(EXTRACTED MATERIAL):
[Start of section]

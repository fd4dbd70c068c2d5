//! The step execution protocol: the contract every step implementation
//! fulfills at runtime. The external engine invokes task states through
//! requests carrying a completion token; the step runtime dispatches them
//! to the registered handler, drives heartbeats and state checks for
//! asynchronous steps, and mirrors status into the owning job.

use crate::runtime::engine::{EngineError, ExecutionEngine};
use crate::runtime::store::StoreError;
use crate::runtime::triggers::{TriggerError, TriggerRegistrar};
use async_trait::async_trait;
use jobflow_model::{ExecutionMode, State, StatusError, Step, StepKind};
use serde::{Deserialize, Serialize};
use std::collections::HashMap;
use std::sync::Arc;
use std::time::Duration;
use thiserror::Error;
use tokio::sync::RwLock;

/// Error type for the step runtime
#[derive(Error, Debug)]
pub enum ProtocolError {
    #[error("No handler registered for step kind: {0}")]
    NoHandler(String),

    #[error("Step {0} is a delegation and must not be executed")]
    NotExecutable(String),

    #[error("Engine error: {0}")]
    Engine(#[from] EngineError),

    #[error("Trigger error: {0}")]
    Trigger(#[from] TriggerError),

    #[error("Store error: {0}")]
    Store(#[from] StoreError),

    #[error("Status error: {0}")]
    Status(#[from] StatusError),

    #[error("Serialization error: {0}")]
    Serialization(#[from] serde_json::Error),
}

/// A structured step failure, carrying the diagnostics recorded on the
/// step status. The retryable flag is explicit where the step knows, and
/// left to the handler's classification hook otherwise.
#[derive(Debug, Clone, Serialize, Deserialize)]
pub struct StepFailure {
    pub message: String,
    pub cause: Option<String>,
    pub code: Option<String>,
    pub retryable: Option<bool>,
}

impl StepFailure {
    pub fn new(message: impl Into<String>) -> Self {
        StepFailure {
            message: message.into(),
            cause: None,
            code: None,
            retryable: None,
        }
    }

    pub fn with_cause(mut self, cause: impl Into<String>) -> Self {
        self.cause = Some(cause.into());
        self
    }

    pub fn with_code(mut self, code: impl Into<String>) -> Self {
        self.code = Some(code.into());
        self
    }

    pub fn retryable(mut self, retryable: bool) -> Self {
        self.retryable = Some(retryable);
        self
    }
}

impl std::fmt::Display for StepFailure {
    fn fmt(&self, f: &mut std::fmt::Formatter<'_>) -> std::fmt::Result {
        write!(f, "{}", self.message)
    }
}

/// Remote state of an asynchronously executing step
#[derive(Debug, Clone)]
pub enum AsyncExecutionState {
    Running,
    Succeeded,
    Failed(StepFailure),
}

/// The remote state could not be determined. Swallowed by the state
/// check; the engine's heartbeat timeout is the backstop when the
/// condition persists.
#[derive(Debug, Clone, Copy)]
pub struct UnknownState;

/// The contract a step implementation fulfills. One handler is registered
/// per dispatchable step kind.
#[async_trait]
pub trait StepHandler: Send + Sync + 'static {
    /// Run the business logic once. For SYNC steps the work is done when
    /// this returns; for ASYNC steps it only means the remote process was
    /// started.
    async fn execute(&self, step: &Step) -> Result<(), StepFailure>;

    /// Re-run after a resume. Defaults to a plain execute.
    async fn resume(&self, step: &Step) -> Result<(), StepFailure> {
        self.execute(step).await
    }

    /// Stop a running execution
    async fn cancel(&self, step: &Step) -> Result<(), StepFailure>;

    /// Whether the step is ready to execute (all required inputs present)
    async fn validate(&self, step: &Step) -> Result<bool, StepFailure>;

    /// Amend the step's configuration before submission
    async fn prepare(&self, _step: &mut Step) -> Result<(), StepFailure> {
        Ok(())
    }

    /// Query the remote state of an asynchronous execution
    async fn execution_state(&self, step: &Step) -> Result<AsyncExecutionState, UnknownState>;

    /// Classify a failure that carries no explicit retryable flag
    fn classify_failure(&self, _failure: &StepFailure) -> bool {
        false
    }

    /// Finalization hook invoked once the execution succeeded, before the
    /// success is reported
    async fn on_success(&self, _step: &Step) -> Result<(), StepFailure> {
        Ok(())
    }
}

/// Dispatch table mapping step kinds to their handlers
#[derive(Default)]
pub struct StepRegistry {
    handlers: RwLock<HashMap<String, Arc<dyn StepHandler>>>,
}

impl StepRegistry {
    pub fn new() -> Self {
        StepRegistry::default()
    }

    /// The dispatch key of a step: function steps dispatch by handler
    /// name, cluster jobs by kind. Delegations have none.
    pub fn dispatch_key(step: &Step) -> Option<String> {
        match &step.kind {
            StepKind::Function(function) => Some(function.handler.clone()),
            StepKind::ClusterJob(_) => Some("ClusterJob".to_string()),
            StepKind::Delegate(_) => None,
        }
    }

    pub async fn register(&self, key: &str, handler: Arc<dyn StepHandler>) {
        let mut handlers = self.handlers.write().await;
        handlers.insert(key.to_string(), handler);
    }

    pub async fn resolve(&self, step: &Step) -> Result<Arc<dyn StepHandler>, ProtocolError> {
        let key = Self::dispatch_key(step)
            .ok_or_else(|| ProtocolError::NotExecutable(step.global_id()))?;
        let handlers = self.handlers.read().await;
        handlers
            .get(&key)
            .cloned()
            .ok_or(ProtocolError::NoHandler(key))
    }
}

/// What the engine asks the step runtime to do
#[derive(Debug, Clone, Copy, PartialEq, Eq, Serialize, Deserialize)]
#[serde(rename_all = "SCREAMING_SNAKE_CASE")]
pub enum RequestType {
    StartExecution,
    CancelExecution,
    StateCheck,
    SuccessCallback,
    FailureCallback,
}

/// One invocation of the step runtime
#[derive(Debug, Clone, Serialize, Deserialize)]
pub struct StepRequest {
    /// The step being driven, with its current status
    pub step: Step,

    /// Opaque completion token of the engine's task activation
    pub token: String,

    pub request_type: RequestType,

    /// Failure details, set for failure callbacks only
    pub failure: Option<StepFailure>,
}

impl StepRequest {
    pub fn new(step: Step, token: impl Into<String>, request_type: RequestType) -> Self {
        StepRequest {
            step,
            token: token.into(),
            request_type,
            failure: None,
        }
    }
}

/// Mirror of step status into the owning job. Implemented by the job
/// executor; pipeline steps skip it entirely.
#[async_trait]
pub trait StatusSync: Send + Sync + 'static {
    async fn sync_step(&self, step: Step) -> Result<(), StoreError>;
}

/// Drives step requests through the protocol
pub struct StepRuntime {
    registry: Arc<StepRegistry>,
    engine: Arc<dyn ExecutionEngine>,
    triggers: Arc<dyn TriggerRegistrar>,
    sync: Arc<dyn StatusSync>,
    state_check_period: Duration,
}

impl StepRuntime {
    pub fn new(
        registry: Arc<StepRegistry>,
        engine: Arc<dyn ExecutionEngine>,
        triggers: Arc<dyn TriggerRegistrar>,
        sync: Arc<dyn StatusSync>,
        state_check_period: Duration,
    ) -> Self {
        StepRuntime {
            registry,
            engine,
            triggers,
            sync,
            state_check_period,
        }
    }

    pub async fn handle(&self, request: StepRequest) -> Result<(), ProtocolError> {
        if request.step.is_delegate() {
            return Err(ProtocolError::NotExecutable(request.step.global_id()));
        }
        match request.request_type {
            RequestType::StartExecution => self.start_execution(request).await,
            RequestType::CancelExecution => self.cancel_execution(request).await,
            RequestType::StateCheck => self.check_state(request).await,
            RequestType::SuccessCallback => self.finalize_success(request).await,
            RequestType::FailureCallback => {
                let failure = request
                    .failure
                    .clone()
                    .unwrap_or_else(|| StepFailure::new("Step reported failure"));
                self.report_failure(request, failure).await
            }
        }
    }

    async fn start_execution(&self, mut request: StepRequest) -> Result<(), ProtocolError> {
        let handler = self.registry.resolve(&request.step).await?;
        request.step.status.set_state(State::Running)?;
        self.sync_status(&request.step).await?;

        // A prior failed attempt leaves its diagnostics on the status
        let resumed = request.step.status.error_message.is_some();
        let result = if resumed {
            handler.resume(&request.step).await
        } else {
            handler.execute(&request.step).await
        };
        if let Err(failure) = result {
            return self.report_failure(request, failure).await;
        }

        if is_async(&request.step) {
            // The remote process was only started; poll it from now on
            let check = StepRequest {
                step: request.step.clone(),
                token: request.token.clone(),
                request_type: RequestType::StateCheck,
                failure: None,
            };
            self.triggers
                .register(
                    &request.step.global_id(),
                    serde_json::to_value(&check)?,
                    self.state_check_period,
                )
                .await?;
            Ok(())
        } else {
            self.finalize_success(request).await
        }
    }

    async fn check_state(&self, mut request: StepRequest) -> Result<(), ProtocolError> {
        let handler = self.registry.resolve(&request.step).await?;
        match handler.execution_state(&request.step).await {
            Err(UnknownState) => {
                // Indeterminate; no heartbeat, no failure. A persistent
                // condition runs into the engine's heartbeat timeout.
                log::debug!(
                    "State of step {} is currently unknown",
                    request.step.global_id()
                );
                Ok(())
            }
            Ok(AsyncExecutionState::Running) => {
                match self.engine.send_heartbeat(&request.token).await {
                    Ok(()) => {
                        request.step.status.touch();
                        self.sync_status(&request.step).await
                    }
                    Err(EngineError::InvalidToken) => {
                        // The engine no longer waits for this activation;
                        // treat it as an externally initiated cancellation
                        log::warn!(
                            "Heartbeat for step {} was rejected as stale, cancelling",
                            request.step.global_id()
                        );
                        self.cancel_execution(request).await
                    }
                    Err(e) => Err(e.into()),
                }
            }
            Ok(AsyncExecutionState::Succeeded) => self.finalize_success(request).await,
            Ok(AsyncExecutionState::Failed(failure)) => self.report_failure(request, failure).await,
        }
    }

    async fn cancel_execution(&self, mut request: StepRequest) -> Result<(), ProtocolError> {
        let handler = self.registry.resolve(&request.step).await?;
        if request.step.status.state().may_transition_to(State::Cancelling) {
            request.step.status.set_state(State::Cancelling)?;
            self.sync_status(&request.step).await?;
        }
        if let Err(failure) = handler.cancel(&request.step).await {
            return self.report_failure(request, failure).await;
        }
        request.step.status.set_state(State::Cancelled)?;
        self.triggers.unregister(&request.step.global_id()).await?;
        self.sync_status(&request.step).await
    }

    async fn finalize_success(&self, mut request: StepRequest) -> Result<(), ProtocolError> {
        let handler = self.registry.resolve(&request.step).await?;
        if let Err(failure) = handler.on_success(&request.step).await {
            return self.report_failure(request, failure).await;
        }
        request.step.status.set_state(State::Succeeded)?;
        let payload = serde_json::to_value(&request.step.output_sets)?;
        if let Err(e) = self.engine.send_success(&request.token, payload).await {
            log::error!(
                "Could not report success of step {} to the engine: {e}",
                request.step.global_id()
            );
        }
        self.triggers.unregister(&request.step.global_id()).await?;
        self.sync_status(&request.step).await
    }

    async fn report_failure(
        &self,
        mut request: StepRequest,
        failure: StepFailure,
    ) -> Result<(), ProtocolError> {
        let handler = self.registry.resolve(&request.step).await?;
        let retryable = failure
            .retryable
            .unwrap_or_else(|| handler.classify_failure(&failure));
        request.step.status.set_failed(
            &failure.message,
            failure.cause.clone(),
            failure.code.clone(),
            retryable,
        );
        if let Err(e) = self
            .engine
            .send_failure(&request.token, &failure.message, failure.cause.as_deref())
            .await
        {
            log::error!(
                "Could not report failure of step {} to the engine: {e}",
                request.step.global_id()
            );
        }
        self.triggers.unregister(&request.step.global_id()).await?;
        self.sync_status(&request.step).await
    }

    async fn sync_status(&self, step: &Step) -> Result<(), ProtocolError> {
        if step.pipeline {
            // Pipeline steps are not status-synchronized mid-flight
            return Ok(());
        }
        self.sync.sync_step(step.clone()).await?;
        Ok(())
    }
}

fn is_async(step: &Step) -> bool {
    match &step.kind {
        StepKind::Function(function) => function.mode == ExecutionMode::Async,
        StepKind::ClusterJob(_) => true,
        StepKind::Delegate(_) => false,
    }
}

[End of section]

(WHAT THE TASK REQUIRES):
Your answer should consist only of the number of lines in the entries above that include "ProtocolError".

(EXERCISE RESPONSE):
12